Martence and Jim Thornton, both seated, chat with Lt. Gov. Gary and Jeanette Herbert at the Centenarian Celebration on Monday.
Kristin Nichols, Deseret Morning News
You could say Jim Thornton robbed the cradle when he married a woman 18 years his junior three years ago. Except that woman, Martence, is now 82 years old.
The couple attended their first annual Governor's Centenarian Celebration on Monday which happened to be Jim Thornton's 100th birthday as well.
He was the youngest of about 45 centenarians people 100 years or older who attended the event in the Bonneville Building at the Utah State Fairpark.
While they ate brunch, Utah Lt. Gov. Gary Herbert presented each of the centenarians with a certificate of congratulations on a long life,
Utah's oldest resident, 109-year-old Rhea Barnett, attended as well as the state's oldest male, 106-year-old Russell B. Clark. Born in 1898, Barnett is the only living Utahn to have lived in three centuries.
Many of the centenarians on hand revealed their secrets to their longevity.
"My policy is to live a clean life," said A.B. Blake, who is 105. "I try to keep that policy going, and it makes me feel better."
Blake was born in 1901 in Oklahoma, which was not yet a state at the time. He then moved to Arizona, which was also not yet a state.
Allan Jackson's clue to a long life was simple: "Love myself so I can love everybody else," the 103-year-old said. "Respect your neighbors, your friends and your surroundings."
Jackson was born in 1903 in Nassau, Bahamas. He was stationed in Utah while in the U.S. Army in 1937 and decided to return to the state permanently in 1949. He said he's been married seven times and has 40 children.

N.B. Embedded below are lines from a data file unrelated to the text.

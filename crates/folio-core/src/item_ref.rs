//! Typed references to placeable portfolio items.
//!
//! Stored configurations key ordering and sizing maps by strings such as
//! `repo-123`, `text-1700000000000` or `stat-stars`. Those strings are parsed
//! into [`ItemRef`] when a configuration is decoded and formatted back only
//! when it is encoded; nothing inside the core looks at the prefixes.

use std::collections::BTreeMap;
use std::fmt;
use std::str::FromStr;

use serde::{Deserialize, Deserializer, Serialize, Serializer};

use crate::portfolio::{ItemSize, StatDescriptor, StatId};
use crate::{CoreError, Result};

/// Identifies a pinned repository, a text section or a stat widget.
#[derive(Debug, Clone, Copy, PartialEq, Eq, Hash, PartialOrd, Ord)]
pub enum ItemRef {
    Repo(u64),
    Text(u64),
    Stat(StatId),
}

#[derive(Debug, Clone, Copy, PartialEq, Eq)]
pub enum ItemKind {
    Repo,
    Text,
    Stat,
}

impl ItemRef {
    pub fn kind(&self) -> ItemKind {
        match self {
            ItemRef::Repo(_) => ItemKind::Repo,
            ItemRef::Text(_) => ItemKind::Text,
            ItemRef::Stat(_) => ItemKind::Stat,
        }
    }

    /// Preview items are the ones that live in `item_order`.
    pub fn is_preview_item(&self) -> bool {
        !matches!(self, ItemRef::Stat(_))
    }
}

impl fmt::Display for ItemRef {
    fn fmt(&self, f: &mut fmt::Formatter<'_>) -> fmt::Result {
        match self {
            ItemRef::Repo(id) => write!(f, "repo-{}", id),
            ItemRef::Text(id) => write!(f, "text-{}", id),
            ItemRef::Stat(id) => write!(f, "stat-{}", id.as_str()),
        }
    }
}

impl FromStr for ItemRef {
    type Err = CoreError;

    fn from_str(s: &str) -> Result<Self> {
        let invalid = || CoreError::InvalidItemRef(s.to_string());

        if let Some(id) = s.strip_prefix("repo-") {
            id.parse().map(ItemRef::Repo).map_err(|_| invalid())
        } else if let Some(id) = s.strip_prefix("text-") {
            id.parse().map(ItemRef::Text).map_err(|_| invalid())
        } else if let Some(id) = s.strip_prefix("stat-") {
            StatId::from_name(id).map(ItemRef::Stat).ok_or_else(invalid)
        } else {
            Err(invalid())
        }
    }
}

impl Serialize for ItemRef {
    fn serialize<S: Serializer>(&self, serializer: S) -> std::result::Result<S::Ok, S::Error> {
        serializer.collect_str(self)
    }
}

impl<'de> Deserialize<'de> for ItemRef {
    fn deserialize<D: Deserializer<'de>>(deserializer: D) -> std::result::Result<Self, D::Error> {
        let raw = String::deserialize(deserializer)?;
        raw.parse().map_err(serde::de::Error::custom)
    }
}

/// Decoders that drop references they cannot parse instead of rejecting the
/// whole configuration. Stored configs may have been edited out of band.
pub(crate) mod lenient {
    use super::*;

    pub fn item_order<'de, D>(deserializer: D) -> std::result::Result<Vec<ItemRef>, D::Error>
    where
        D: Deserializer<'de>,
    {
        let raw = Vec::<String>::deserialize(deserializer)?;
        Ok(raw
            .into_iter()
            .filter_map(|s| match s.parse::<ItemRef>() {
                Ok(item) => Some(item),
                Err(_) => {
                    tracing::warn!("Dropping unparseable item reference {:?}", s);
                    None
                }
            })
            .collect())
    }

    pub fn item_sizes<'de, D>(
        deserializer: D,
    ) -> std::result::Result<BTreeMap<ItemRef, ItemSize>, D::Error>
    where
        D: Deserializer<'de>,
    {
        let raw = BTreeMap::<String, ItemSize>::deserialize(deserializer)?;
        Ok(raw
            .into_iter()
            .filter_map(|(key, size)| match key.parse::<ItemRef>() {
                Ok(item) => Some((item, size)),
                Err(_) => {
                    tracing::warn!("Dropping size entry for unparseable reference {:?}", key);
                    None
                }
            })
            .collect())
    }

    #[derive(Deserialize)]
    struct RawStat {
        id: String,
        #[serde(default)]
        label: Option<String>,
        #[serde(default)]
        visible: Option<bool>,
    }

    pub fn visible_stats<'de, D>(
        deserializer: D,
    ) -> std::result::Result<Vec<StatDescriptor>, D::Error>
    where
        D: Deserializer<'de>,
    {
        let raw = Vec::<RawStat>::deserialize(deserializer)?;
        Ok(raw
            .into_iter()
            .filter_map(|stat| {
                let Some(id) = StatId::from_name(&stat.id) else {
                    tracing::warn!("Dropping unknown stat widget {:?}", stat.id);
                    return None;
                };
                let mut descriptor = StatDescriptor::new(id);
                if let Some(label) = stat.label {
                    descriptor.label = label;
                }
                descriptor.visible = stat.visible.unwrap_or(true);
                Some(descriptor)
            })
            .collect())
    }

    pub fn opt_visible_stats<'de, D>(
        deserializer: D,
    ) -> std::result::Result<Option<Vec<StatDescriptor>>, D::Error>
    where
        D: Deserializer<'de>,
    {
        visible_stats(deserializer).map(Some)
    }

    pub fn opt_item_order<'de, D>(
        deserializer: D,
    ) -> std::result::Result<Option<Vec<ItemRef>>, D::Error>
    where
        D: Deserializer<'de>,
    {
        item_order(deserializer).map(Some)
    }

    pub fn opt_item_sizes<'de, D>(
        deserializer: D,
    ) -> std::result::Result<Option<BTreeMap<ItemRef, ItemSize>>, D::Error>
    where
        D: Deserializer<'de>,
    {
        item_sizes(deserializer).map(Some)
    }
}

#[cfg(test)]
mod tests {
    use super::*;

    #[test]
    fn test_parse_and_format() {
        assert_eq!("repo-42".parse::<ItemRef>().unwrap(), ItemRef::Repo(42));
        assert_eq!(
            "text-1700000000000".parse::<ItemRef>().unwrap(),
            ItemRef::Text(1_700_000_000_000)
        );
        assert_eq!(
            "stat-commits".parse::<ItemRef>().unwrap(),
            ItemRef::Stat(StatId::Commits)
        );
        assert_eq!(ItemRef::Repo(7).to_string(), "repo-7");
        assert_eq!(ItemRef::Stat(StatId::Stars).to_string(), "stat-stars");
    }

    #[test]
    fn test_rejects_garbage() {
        assert!("repo-".parse::<ItemRef>().is_err());
        assert!("repo-abc".parse::<ItemRef>().is_err());
        assert!("stat-forks".parse::<ItemRef>().is_err());
        assert!("widget-1".parse::<ItemRef>().is_err());
    }

    #[test]
    fn test_serializes_as_string_key() {
        let mut sizes = BTreeMap::new();
        sizes.insert(
            ItemRef::Text(5),
            ItemSize {
                width: Some(320.0),
                height: None,
            },
        );
        let json = serde_json::to_string(&sizes).unwrap();
        assert_eq!(json, r#"{"text-5":{"width":320.0}}"#);
    }
}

There are about 40,000 centenarians in the United States, about one of every 10,000 people, said Jeanette Herbert, wife of the lieutenant governor. In 2000, there were 155 centenarians in Utah, about 85 percent were women.
The number of centenarians in Utah is increasing, and more of Utah's oldest residents showed up at the brunch than expected, said state Human Services spokesman Carol Sisco.
"As we do more and more of these events, fewer of them come in on wheelchairs and more come in on their own feet," Sisco said.
Thornton and his fellow 100-year-olds were born the same year as Hershey chocolate bars and metered taxi cabs. They have each lived through two world wars, the Great Depression, the rise and fall of the Soviet Union, and 19 different U.S. presidents.
This year, the Utah Division of Aging and Adult Services, which put on the event, also provided a yearbook to each of the centenarians and their families. Seventy-five of the state's centenarians submitted photos, recollections and histories for the yearbook.
Thornton credits his long life partly to eating a clove of garlic and a spoonful of olive oil every morning since he was 8 years old. Getting engaged and married as a 97-year-old has also kept him young, he said.
"I've just had a good life," Thornton said.